Attendance & determining in-class participants

The information below is intended to help faculty manage attendance and participation modes in Fall 2020 classes. 


Best practices for taking attendance


Tracking in-class attendance

In-person attendance will be fluid and difficult to track for classes taught through HyFlex or multimodal instructional delivery. However, for in-class participants, faculty may use any means to track attendance for academic purposes.

If a student in your class tests positive for COVID-19, an awareness of which students are present and in which seat they are sitting will be very important for contact tracing. Therefore, we suggest that instructors use their cell phones to photograph or video record classroom participants at the beginning of each class period. This will provide a record of in-class attendance and student seating positioning for each day.

Instructors choosing this option will be required to inform students during the first day of class and in their syllabus that in-class participants will be photographed or videoed each period only for use for contact tracing purposes in the case one of their classmates test positive for COVID-19.

Tracking online attendance

Zoom keeps an attendance record for meetings. To access the record of who attended a Zoom session, please make sure the meeting has ended and follow the instructions below:

  1. Sign into the University's Zoom portal 
  2. On the left side of the screen, under ‘Personal’, click on Reports.
  3. Click on Usage.
  4. Find the meeting that you wish to take attendance for and click on the number that is listed in the ‘Participants’ column.
  5. You may view the attendance information online, or export the data to an Excel spreadsheet.

Assigning remote versus in-person participants

The primary goal of AH (Alternative HyFlex) and AP (Alternative In-Person) courses are to assist in reducing the number of students on campus at any one time and reduce occupancy in a single classroom, while still providing in-person educational experiences for students. We understand that there are numerous variables to consider, but offer faculty the following requirements and models for deciding who is or is not in class on any given day.

Overarching requirements

In implementing your plan for dividing the class into remote versus in-person students for any one day the following requirements must prevail:

  • For AH and AP in-person classes, capacity should not exceed that necessary to ensure six-foot social distancing.
  • At this time, in-person AH and AP class attendance, including the instructor(s), cannot exceed 25 persons (per Washoe County restrictions), even if social distancing would allow for it.
  • Students with approved all-remote or all in-person participation must be considered before dividing students. These approvals may come from the DRC or the student's academic advisor.
  • Students that indicate they are experiencing COVID-like symptoms; have been in close contact with someone that has tested positive for COVID; have a positive COVID test or are awaiting a COVID test result; have been advised by a healthcare provider to quarantine; or are subject to any local, state, or federal quarantine order cannot come to class and must be allowed to participate remotely in AH or AP classes. A close contact is any individual that has been within six feet of an infected person for at least 15 minutes.

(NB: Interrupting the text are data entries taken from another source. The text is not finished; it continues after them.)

//! Two-pass batch orchestration.
//!
//! The fit pass streams planned batches through [`IncrementalPca::update`]
//! in plan order; the transform pass re-derives the identical plan and
//! projects each batch into its manifest rows. Peak memory stays at one
//! batch of samples, whatever the dataset size.

use log::{debug, info};
use ndarray::{s, Array2};

use crate::batch;
use crate::error::{Error, Result};
use crate::manifest::FileManifest;
use crate::model::IncrementalPca;
use crate::raster;

/// Configuration for a fit/transform pair.
#[derive(Debug, Clone)]
pub struct FitConfig {
    /// Number of principal directions to derive.
    pub n_components: usize,
    /// Target samples per batch; the planner may extend the final batch.
    pub batch_size: usize,
    /// Scale projected coordinates to unit variance.
    pub whiten: bool,
    /// Fit over a seeded permutation of the manifest instead of timestamp
    /// order. Projection output stays in manifest order either way.
    pub shuffle_seed: Option<u64>,
}

impl Default for FitConfig {
    fn default() -> Self {
        Self {
            n_components: 50,
            batch_size: 1024,
            whiten: true,
            shuffle_seed: None,
        }
    }
}

/// Fits an incremental model over the manifest, one planned batch at a
/// time.
///
/// Batches are strictly sequential; each one is loaded, folded into the
/// model and dropped before the next is touched. The first failing batch
/// aborts the pass with its manifest range attached. An empty manifest is
/// rejected before any raster is opened; it can never produce a fitted
/// model.
pub fn fit(manifest: &FileManifest, config: &FitConfig) -> Result<IncrementalPca> {
    let mut model = IncrementalPca::new(config.n_components, config.whiten)?;
    if manifest.is_empty() {
        return Err(Error::InvalidConfiguration(
            "cannot fit an empty manifest".into(),
        ));
    }
    let plan = batch::plan(manifest.len(), config.batch_size, config.n_components)?;

    let shuffled = config.shuffle_seed.map(|seed| {
        info!("fitting over a shuffled ordering with seed {seed}");
        manifest.shuffled(seed)
    });
    let ordering = shuffled.as_ref().unwrap_or(manifest);

    info!("fit pass: {} rasters in {} batches", manifest.len(), plan.len());
    for range in &plan {
        debug!("fitting batch [{}, {})", range.start, range.end);
        let entries = ordering.slice(range.clone());
        raster::read_many(entries.iter().map(|e| &e.path))
            .and_then(|samples| model.update(&samples))
            .map_err(|e| e.in_batch(range.start, range.end))?;
    }
    Ok(model)
}

/// Projects every manifest entry through a fitted model.
///
/// Re-derives the same plan the fit pass used and writes each batch's
/// coordinates into the rows of its manifest range, so row `i` of the
/// result always belongs to manifest entry `i`.
pub fn transform(
    manifest: &FileManifest,
    model: &IncrementalPca,
    batch_size: usize,
) -> Result<Array2<f64>> {
    let plan = batch::plan(manifest.len(), batch_size, model.n_components())?;
    let mut projection = Array2::zeros((manifest.len(), model.n_components()));

    info!("transform pass: {} rasters in {} batches", manifest.len(), plan.len());
    for range in &plan {
        debug!("projecting batch [{}, {})", range.start, range.end);
        let entries = manifest.slice(range.clone());
        let coords = raster::read_many(entries.iter().map(|e| &e.path))
            .and_then(|samples| model.project(&samples))
            .map_err(|e| e.in_batch(range.start, range.end))?;
        projection
            .slice_mut(s![range.start..range.end, ..])
            .assign(&coords);
    }
    Ok(projection)
}
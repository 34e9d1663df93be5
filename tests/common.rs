use std::fs;
use std::path::Path;

use ndarray::Array2;
use rand::rngs::StdRng;
use rand::SeedableRng;
use rand_distr::{Distribution, Normal};

/// Writes one grid file in the little-endian container layout the raster
/// reader expects.
#[allow(unused)]
pub fn write_grid(path: &Path, rows: u32, cols: u32, values: &[f32]) {
    let mut bytes = Vec::new();
    bytes.extend_from_slice(&rows.to_le_bytes());
    bytes.extend_from_slice(&cols.to_le_bytes());
    for v in values {
        bytes.extend_from_slice(&v.to_le_bytes());
    }
    fs::write(path, bytes).unwrap();
}

/// Populates `root` with `count` timestamped grid files of shape
/// `rows x cols`, nesting every other file one directory deep, and returns
/// the samples as a matrix in timestamp order.
///
/// The first three features carry strong independent Gaussian signals with
/// well-separated scales; everything else is low-amplitude noise, so the
/// leading principal directions and their variance ratios are stable.
#[allow(unused)]
pub fn synthetic_archive(
    root: &Path,
    count: usize,
    rows: u32,
    cols: u32,
    seed: u64,
) -> Array2<f64> {
    let features = (rows * cols) as usize;
    let mut rng = StdRng::seed_from_u64(seed);
    let scales = [10.0, 5.0, 2.0];
    let unit = Normal::new(0.0, 1.0).unwrap();
    let noise = Normal::new(0.0, 0.1).unwrap();

    let mut data = Array2::zeros((count, features));
    for i in 0..count {
        let mut values = vec![0.0f32; features];
        for (j, value) in values.iter_mut().enumerate() {
            let mut v: f64 = noise.sample(&mut rng);
            if j < scales.len() {
                v += scales[j] * unit.sample(&mut rng);
            }
            *value = v as f32;
            data[[i, j]] = *value as f64;
        }

        let name = format!("{}_field.bin", 1_000_000_000u64 + i as u64);
        let path = if i % 2 == 0 {
            root.join(&name)
        } else {
            root.join("nested").join(&name)
        };
        if let Some(parent) = path.parent() {
            fs::create_dir_all(parent).unwrap();
        }
        write_grid(&path, rows, cols, &values);
    }
    data
}
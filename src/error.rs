use std::path::PathBuf;

use thiserror::Error;

/// Result alias for fallible operations in this crate.
pub type Result<T> = std::result::Result<T, Error>;

/// Failure conditions raised by the decomposition pipeline.
///
/// Every condition is fatal to the pass that raised it; there is no retry
/// and no partial-success mode.
#[derive(Error, Debug)]
pub enum Error {
    /// A manifest locator no longer resolves to a file.
    #[error("raster not found: {}", .path.display())]
    NotFound { path: PathBuf },

    /// A raster file exists but cannot be parsed as a grid.
    #[error("failed to decode raster {}: {reason}", .path.display())]
    Decode { path: PathBuf, reason: String },

    /// Batch feature dimensionality disagrees with the dimensionality the
    /// model established on its first update.
    #[error("shape mismatch: batch has {got} features, model expects {expected}")]
    ShapeMismatch { expected: usize, got: usize },

    /// An update batch carries fewer samples than the requested component
    /// count, so the factorization cannot produce enough directions.
    #[error("batch of {rows} samples cannot update a {required}-component model")]
    InsufficientBatchSize { rows: usize, required: usize },

    /// Rejected before any raster I/O begins.
    #[error("invalid configuration: {0}")]
    InvalidConfiguration(String),

    /// Projection was requested from a model that has seen no data.
    #[error("model has not been fitted")]
    NotFitted,

    /// Manifest range context attached by the batch runner.
    #[error("batch [{start}, {end}) failed: {source}")]
    Batch {
        start: usize,
        end: usize,
        #[source]
        source: Box<Error>,
    },

    /// Model snapshot could not be serialized or deserialized.
    #[error("snapshot error: {0}")]
    Snapshot(#[from] serde_json::Error),

    #[error("I/O error: {0}")]
    Io(#[from] std::io::Error),

    /// A condition that is unreachable by construction; raising it is a
    /// defect, not an input problem.
    #[error("internal error: {0}")]
    Internal(String),
}

impl Error {
    /// Wraps an error with the half-open manifest range of the batch that
    /// raised it.
    pub(crate) fn in_batch(self, start: usize, end: usize) -> Error {
        Error::Batch {
            start,
            end,
            source: Box::new(self),
        }
    }
}
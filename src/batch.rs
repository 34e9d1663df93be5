//! Batch planning over manifest index space.

use std::ops::Range;

use log::debug;

use crate::error::{Error, Result};

/// Ordered half-open index ranges covering `[0, total)` exactly once.
///
/// Planning is a pure function of `(total, batch_size, min_batch)`, so the
/// fit and transform passes derive identical plans independently.
#[derive(Debug, Clone, PartialEq, Eq)]
pub struct BatchPlan {
    ranges: Vec<Range<usize>>,
}

impl BatchPlan {
    /// Number of planned batches.
    pub fn len(&self) -> usize {
        self.ranges.len()
    }

    pub fn is_empty(&self) -> bool {
        self.ranges.is_empty()
    }

    /// Ranges in processing order.
    pub fn iter(&self) -> std::slice::Iter<'_, Range<usize>> {
        self.ranges.iter()
    }
}

impl<'a> IntoIterator for &'a BatchPlan {
    type Item = &'a Range<usize>;
    type IntoIter = std::slice::Iter<'a, Range<usize>>;

    fn into_iter(self) -> Self::IntoIter {
        self.ranges.iter()
    }
}

/// Partitions `total` samples into ranges of `batch_size`, absorbing a
/// trailing remainder into the last range whenever it would come out
/// smaller than `min_batch`.
///
/// The lookahead is evaluated on the sample count remaining past the
/// unclamped candidate end, so a remainder of exactly `min_batch` still
/// becomes its own range. A stride below `min_batch` is widened to
/// `min_batch`, since every emitted range has to be viable on its own. The
/// one exception is a dataset smaller than `min_batch`: it yields a single
/// undersized range, because there is no predecessor to merge into, and
/// whether that range is usable is the caller's call.
pub fn plan(total: usize, batch_size: usize, min_batch: usize) -> Result<BatchPlan> {
    if batch_size == 0 {
        return Err(Error::InvalidConfiguration("batch size must be at least 1".into()));
    }
    if min_batch == 0 {
        return Err(Error::InvalidConfiguration(
            "minimum batch size must be at least 1".into(),
        ));
    }
    let stride = batch_size.max(min_batch);
    if stride > batch_size {
        debug!("batch size {batch_size} is below the minimum {min_batch}, widening to {stride}");
    }

    let mut ranges = Vec::new();
    let mut start = 0;
    while start < total {
        let mut end = total.min(start + stride);
        if total.saturating_sub(start + stride) < min_batch {
            if end < total {
                debug!("absorbing trailing remainder [{end}, {total}) into the batch at {start}");
            }
            end = total;
        }
        ranges.push(start..end);
        start = end;
    }
    Ok(BatchPlan { ranges })
}
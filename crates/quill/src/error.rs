//! CLI error types.

use quill_config::ConfigError;
use quill_renderer::RenderError;

/// CLI error type.
#[derive(Debug, thiserror::Error)]
pub(crate) enum CliError {
    #[error("{0}")]
    Config(#[from] ConfigError),

    #[error("{0}")]
    Io(#[from] std::io::Error),

    #[error("{0}")]
    Render(#[from] RenderError),

    #[error("JSON output failed: {0}")]
    Json(#[from] serde_json::Error),
}
//! Heading anchors and small text helpers.

use std::collections::{HashMap, HashSet};

/// A heading found while rendering.
#[derive(Clone, Debug, PartialEq, Eq)]
#[cfg_attr(feature = "serde", derive(serde::Serialize, serde::Deserialize))]
pub struct TocEntry {
    /// Heading level (1-6).
    pub level: u8,
    /// Plain heading text.
    pub title: String,
    /// Anchor id written to the heading element.
    pub id: String,
    /// Rendered inner HTML of the heading, inline comments included.
    pub inner_html: String,
    /// Opted out of navigation with a `{.omit-toc}` class or `{omit-toc}`
    /// attribute.
    pub omit_toc: bool,
}

/// Hands out unique anchor ids within one document.
#[derive(Debug, Default)]
pub(crate) struct HeadingIds {
    counts: HashMap<String, usize>,
    used: HashSet<String>,
}

impl HeadingIds {
    /// Id for a heading. An explicit `{#id}` is used as written; otherwise
    /// the slug of `text`, suffixed `-1`, `-2`, ... until it is unused.
    pub(crate) fn claim(&mut self, explicit: Option<&str>, text: &str) -> String {
        if let Some(id) = explicit {
            self.used.insert(id.to_owned());
            return id.to_owned();
        }

        let mut base = slugify(text);
        if base.is_empty() {
            base.push_str("section");
        }
        let count = self.counts.entry(base.clone()).or_default();
        loop {
            let candidate = match *count {
                0 => base.clone(),
                n => format!("{base}-{n}"),
            };
            *count += 1;
            if self.used.insert(candidate.clone()) {
                return candidate;
            }
        }
    }
}

/// Convert text to a URL-safe slug.
///
/// Lowercases ASCII alphanumerics, collapses runs of whitespace, dashes and
/// underscores into one dash and drops everything else.
#[must_use]
pub fn slugify(text: &str) -> String {
    let mut result = String::new();
    let mut last_was_dash = true;

    for c in text.trim().chars() {
        if c.is_ascii_alphanumeric() {
            result.push(c.to_ascii_lowercase());
            last_was_dash = false;
        } else if !last_was_dash && (c.is_whitespace() || c == '-' || c == '_') {
            result.push('-');
            last_was_dash = true;
        }
    }

    if result.ends_with('-') {
        result.pop();
    }
    result
}

/// Escape HTML special characters.
#[must_use]
pub fn escape_html(s: &str) -> String {
    let mut result = String::with_capacity(s.len());
    for c in s.chars() {
        match c {
            '&' => result.push_str("&amp;"),
            '<' => result.push_str("&lt;"),
            '>' => result.push_str("&gt;"),
            '"' => result.push_str("&quot;"),
            '\'' => result.push_str("&#x27;"),
            _ => result.push(c),
        }
    }
    result
}

/// Normalize a fence info string: `ts`, `js` and `sh` become their full
/// names and an empty language becomes `text`.
pub(crate) fn code_info(info: &str) -> String {
    let info = info.trim();
    let (lang, rest) = info
        .split_once(char::is_whitespace)
        .map_or((info, None), |(lang, rest)| (lang, Some(rest)));
    let lang = match lang {
        "" => "text",
        "ts" => "typescript",
        "js" => "javascript",
        "sh" => "bash",
        other => other,
    };
    match rest {
        Some(rest) => format!("{lang} {rest}"),
        None => lang.to_owned(),
    }
}
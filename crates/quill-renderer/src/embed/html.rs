//! HTML output for embed tokens.

use super::Embed;
use crate::escape_html;

const VIDEO_ALLOW: &str =
    "accelerometer; autoplay; clipboard-write; encrypted-media; gyroscope; picture-in-picture";

const TWITTER_WIDGETS: &str =
    r#"<script async src="https://platform.twitter.com/widgets.js" charset="utf-8"></script>"#;

pub(super) fn codesandbox(embed: &Embed) -> String {
    let mut url = format!("https://codesandbox.io/p/sandbox/{}", embed.id);
    if let Some(path) = &embed.path {
        url.push_str("?file=");
        url.push_str(path);
    }
    sandbox(&url, embed)
}

pub(super) fn typescript_sandbox(embed: &Embed) -> String {
    sandbox(
        &format!("https://www.typescriptlang.org/play/?#code/{}", embed.id),
        embed,
    )
}

pub(super) fn youtube(embed: &Embed) -> String {
    video(
        "youtube",
        &format!("https://www.youtube.com/embed/{}", embed.id),
        embed,
    )
}

pub(super) fn vimeo(embed: &Embed) -> String {
    video(
        "vimeo",
        &format!("https://player.vimeo.com/video/{}", embed.id),
        embed,
    )
}

pub(super) fn twitter(embed: &Embed) -> String {
    format!(
        r#"<section class="twitter"><blockquote class="twitter-tweet"><a href="https://twitter.com/x/status/{}"></a></blockquote> {TWITTER_WIDGETS}</section>"#,
        escape_html(&embed.id)
    )
}

fn sandbox(url: &str, embed: &Embed) -> String {
    format!(
        r#"<section class="sandbox"><iframe src="{}"{}></iframe></section>"#,
        escape_html(url),
        sizing(embed)
    )
}

fn video(class: &str, url: &str, embed: &Embed) -> String {
    let mut attrs = sizing(embed);
    if let Some(width) = &embed.width {
        attrs.push_str(&format!(r#" width="{}""#, escape_html(width)));
    }
    if let Some(height) = &embed.height {
        attrs.push_str(&format!(r#" height="{}""#, escape_html(height)));
    }
    format!(
        r#"<section class="{class}"><iframe src="{}"{attrs} frameborder="0" allow="{VIDEO_ALLOW}" allowfullscreen></iframe></section>"#,
        escape_html(url)
    )
}

/// Inline `style` attribute, only when both dimensions are known.
fn sizing(embed: &Embed) -> String {
    match (&embed.width, &embed.height) {
        (Some(width), Some(height)) => format!(
            r#" style="width: {}px; height: {}px; border: 0;""#,
            escape_html(width),
            escape_html(height)
        ),
        _ => String::new(),
    }
}
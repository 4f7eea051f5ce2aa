//! TOC navigation model.
//!
//! Mirrors the rendered list structure: every heading node owns one item and
//! one link, every node with children owns a nested list. Back-references
//! (node to containing list, list to owning item) live in side-tables so the
//! active state can be propagated upwards without a DOM.

use std::collections::BTreeSet;
use std::fmt::Write;

use quill_renderer::escape_html;

use crate::hierarchy::{Hierarchy, NodeId};

/// Index of a list; the root list is always `ListId(0)`.
#[derive(Clone, Copy, Debug, PartialEq, Eq, PartialOrd, Ord, Hash)]
pub struct ListId(pub usize);

/// Something that can carry the `active` class.
#[derive(Clone, Copy, Debug, PartialEq, Eq, PartialOrd, Ord, Hash)]
pub enum Mark {
    List(ListId),
    Item(NodeId),
    Link(NodeId),
}

#[derive(Clone, Debug, PartialEq, Eq)]
struct NavList {
    items: Vec<NodeId>,
    /// Item the list is nested in; `None` for the root.
    owner: Option<NodeId>,
}

#[derive(Clone, Debug, PartialEq, Eq)]
struct NavEntry {
    text: String,
    href: String,
    /// List the item sits in.
    parent: ListId,
    /// List nested inside the item.
    child: Option<ListId>,
}

/// Nested TOC lists with active-state tracking.
#[derive(Clone, Debug, PartialEq, Eq)]
pub struct TocNav {
    lists: Vec<NavList>,
    entries: Vec<NavEntry>,
    active: BTreeSet<Mark>,
}

impl TocNav {
    /// The root list.
    pub const ROOT: ListId = ListId(0);

    /// Build lists, items and links for `hierarchy`.
    #[must_use]
    pub fn build(hierarchy: &Hierarchy) -> Self {
        let mut nav = Self {
            lists: Vec::new(),
            entries: Vec::with_capacity(hierarchy.len()),
            active: BTreeSet::new(),
        };
        for index in 0..hierarchy.len() {
            let node = hierarchy.get(NodeId(index));
            nav.entries.push(NavEntry {
                text: node.map(|n| n.text.clone()).unwrap_or_default(),
                href: node.map(|n| format!("#{}", n.id)).unwrap_or_default(),
                parent: Self::ROOT,
                child: None,
            });
        }
        nav.add_list(hierarchy, hierarchy.roots(), None);
        nav
    }

    fn add_list(&mut self, hierarchy: &Hierarchy, items: &[NodeId], owner: Option<NodeId>) -> ListId {
        let list = ListId(self.lists.len());
        self.lists.push(NavList {
            items: items.to_vec(),
            owner,
        });

        for &item in items {
            self.entries[item.0].parent = list;
            if let Some(node) = hierarchy.get(item)
                && !node.children.is_empty()
            {
                let child = self.add_list(hierarchy, &node.children, Some(item));
                self.entries[item.0].child = Some(child);
            }
        }
        list
    }

    /// Number of items.
    #[must_use]
    pub fn len(&self) -> usize {
        self.entries.len()
    }

    #[must_use]
    pub fn is_empty(&self) -> bool {
        self.entries.is_empty()
    }

    /// List containing the item of `node`.
    #[must_use]
    pub fn parent_list(&self, node: NodeId) -> Option<ListId> {
        self.entries.get(node.0).map(|entry| entry.parent)
    }

    /// Item owning `list`; `None` for the root.
    #[must_use]
    pub fn owner(&self, list: ListId) -> Option<NodeId> {
        self.lists.get(list.0).and_then(|l| l.owner)
    }

    #[must_use]
    pub fn items(&self, list: ListId) -> &[NodeId] {
        self.lists
            .get(list.0)
            .map(|l| l.items.as_slice())
            .unwrap_or_default()
    }

    /// Link target of `node`, e.g. `#setup`.
    #[must_use]
    pub fn href(&self, node: NodeId) -> Option<&str> {
        self.entries.get(node.0).map(|entry| entry.href.as_str())
    }

    /// Mark `node` active along with every list and item above it.
    pub fn activate(&mut self, node: NodeId) {
        let Some(mut list) = self.parent_list(node) else {
            return;
        };
        self.active.insert(Mark::Link(node));
        self.active.insert(Mark::Item(node));

        loop {
            self.active.insert(Mark::List(list));
            let Some(owner) = self.owner(list) else {
                break;
            };
            self.active.insert(Mark::Item(owner));
            self.active.insert(Mark::Link(owner));
            match self.parent_list(owner) {
                Some(parent) => list = parent,
                None => break,
            }
        }
    }

    pub fn clear_active(&mut self) {
        self.active.clear();
    }

    #[must_use]
    pub fn is_active(&self, mark: Mark) -> bool {
        self.active.contains(&mark)
    }

    /// Active marks in a stable order.
    pub fn active(&self) -> impl Iterator<Item = Mark> + '_ {
        self.active.iter().copied()
    }

    /// Render the lists as HTML, including current active classes.
    #[must_use]
    pub fn render_html(&self) -> String {
        let mut html = String::new();
        if !self.is_empty() {
            self.render_list(Self::ROOT, &mut html);
        }
        html
    }

    fn render_list(&self, list: ListId, html: &mut String) {
        let mut classes = vec!["toc"];
        if list == Self::ROOT {
            classes.push("top");
        }
        if self.is_active(Mark::List(list)) {
            classes.push("active");
        }
        let _ = write!(html, r#"<ul class="{}">"#, classes.join(" "));

        for &node in self.items(list) {
            let entry = &self.entries[node.0];

            let mut item_classes = Vec::new();
            if entry.child.is_some() {
                item_classes.push("has-children");
            }
            if self.is_active(Mark::Item(node)) {
                item_classes.push("active");
            }
            if item_classes.is_empty() {
                html.push_str("<li>");
            } else {
                let _ = write!(html, r#"<li class="{}">"#, item_classes.join(" "));
            }

            let link_class = if self.is_active(Mark::Link(node)) {
                r#" class="active""#
            } else {
                ""
            };
            let _ = write!(
                html,
                r#"<a href="{}"{link_class}>{}</a>"#,
                escape_html(&entry.href),
                escape_html(&entry.text)
            );

            if let Some(child) = entry.child {
                self.render_list(child, html);
            }
            html.push_str("</li>");
        }
        html.push_str("</ul>");
    }
}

After meeting the above guidelines, the following conditions may be considered by you.

  • Accommodating a student that requests a certain remote or in-person schedule for your class to assist them in managing their own schedule
  • Allowing a student to participate fully remote
  • Allowing a student to participate fully in-person, but this cannot bump a student from access to their agreed upon in-person days

Models for assigning participants

Two possible models for assigning students between remote and in-person participation are presented below for your consideration.

Alphabetical model

This is likely the simplest way to assign your students to remote or in-person participation and is our preferred method. If the majority of faculty follow this model, we can maximize our reduction of students on campus.

Divide students down the middle based upon last name. Group A includes the first half of the alphabet and Group B includes the last half of the alphabet.

  • MWF classes
    • Group A attends class on Monday and Friday in odd weeks (1, 3, 5, etc.) and Wednesday in even weeks (2, 4, 6, etc.)
    • Group B attends class on Wednesday in odd weeks (1, 3, 5, etc.) and Monday and Friday in even weeks (2, 4, 6, etc.) 
  • M/W or T/R or
    • Group A attends class on M or T, respectively
    • Group B attends class on W or R, respectively
  • Single Day a Week Class
    • Group A attends class in odd weeks
    • Group B attends class in even weeks

Pedagogical model

Not as simple as alphabetically dividing students, but this model may better align with your course pedagogical needs. The number of options under this model are infinite but may be based upon class assignments, presentations, participation models, etc.

In implementating such a schedule, the primary question you must ask yourself is: "Am I achieving the intent of maximizing in-person participation to the extent possible while still adhering to occupancy and social distancing guidelines for Alternative HyFlex and Alternative In-Person modalities?"